COBOL Fact-Check – COBSOLETE

vengelmann8. April 2021Uncategorized

I read lot of articles about COBOL, IBM, mainframes etc. and I have noticed a certain pattern in these: The authors of most of these articles don’t know much about these topics (that’s natural when a topic has become that obscure) so they can only ask someone who knows these topics more – but when a topic is that obscure, you will hardly find people who don’t actively advertise their knowledge of the topic – i.e. they live on services regarding these topics, so you won’t get objective information. As a result, I see the same statements in many of these articles, which are very much verbatim copies of the marketing-claims of IBM, MicroFocus, CobolWorks, Cobol Cowboys, etc.

I want to provide some more objective information. For most of these topics I have written longer articles, where I go deeper into details and back them up with more data. Here, I just want to give an overview over the typical, major claims and briefly discuss, to what extent they are true, misleading or downright lies.

I want to emphasize that most of them have been true at some point in history, but COBOL advocates have never reassessed if the claims are still true (which most of them aren’t anymore). In particular, most numbers come from one survey in 1997 that was not representative and heavily biased.

Contents

Most claims are from 1997

Most claims about COBOL can be traced back to a „Gartner“ survey that was conducted in 1997. That survey was actually conducted by DataPro, but DataPro was bought by Gartner in 1997 – that is why it is attributed to „Gartner“.

In the 70s and 80s, DataPro had conducted surveys on mainframe usage every year. The results were often discussed in Computerworld – many of these can be read on google books. But in the late 80s / early 90s, DataPro stopped conducting these surveys, when the number of participants had declined so much that the results wouldn’t have been meaningful anyways. The „Gartner“ survey in 1997 had only 421 participants. This set of samples is to small to be representative. Scaling its results up to the IT market of the entire world is unsound to say the least.

The decreasing number of respondents also implies an increasing survivorship-bias: Respondents who were less satisfied with their mainframes in one year are more likely to dispose their mainframes and not appear in the next survey. The more satisfied mainframe users „survive“ and then constitute a larger share of the decreased number of respondents. I have actually read from someone who counted the resulting „increase in user satisfaction“ as an indication in favor of mainframes.

These surveys were also exclusively about mainframe usage, so they had a strong selection-bias. Therefore, their results have never been applicable to the IT market outside of the mainframe-market in the first place. COBOL being predominant on about 50,000 mainframes (where it was preinstalled and nearly the only available programming language) doesn’t make it predominant on the billions of Windows, Mac and Unix computers (where it isn’t preinstalled and you have plenty of better and cheaper options).

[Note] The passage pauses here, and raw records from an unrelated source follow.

pub mod config;
pub mod db;
pub mod error;
pub mod models;
pub mod telemetry;

pub use config::{PolicyAideConfig, CONFIG_CANDIDATES};
pub use error::PolicyAideError;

Still – to this day, almost all articles cite the „Gartner“ survey – usually obscured by long chains of references to other articles. The chains of references are often further obscured by articles not being available anymore. I often had to use the wayback machine… So when you see a newspaper article in a museum that claims that COBOL is still relevant – that clearly proves that COBOL is still relevant today!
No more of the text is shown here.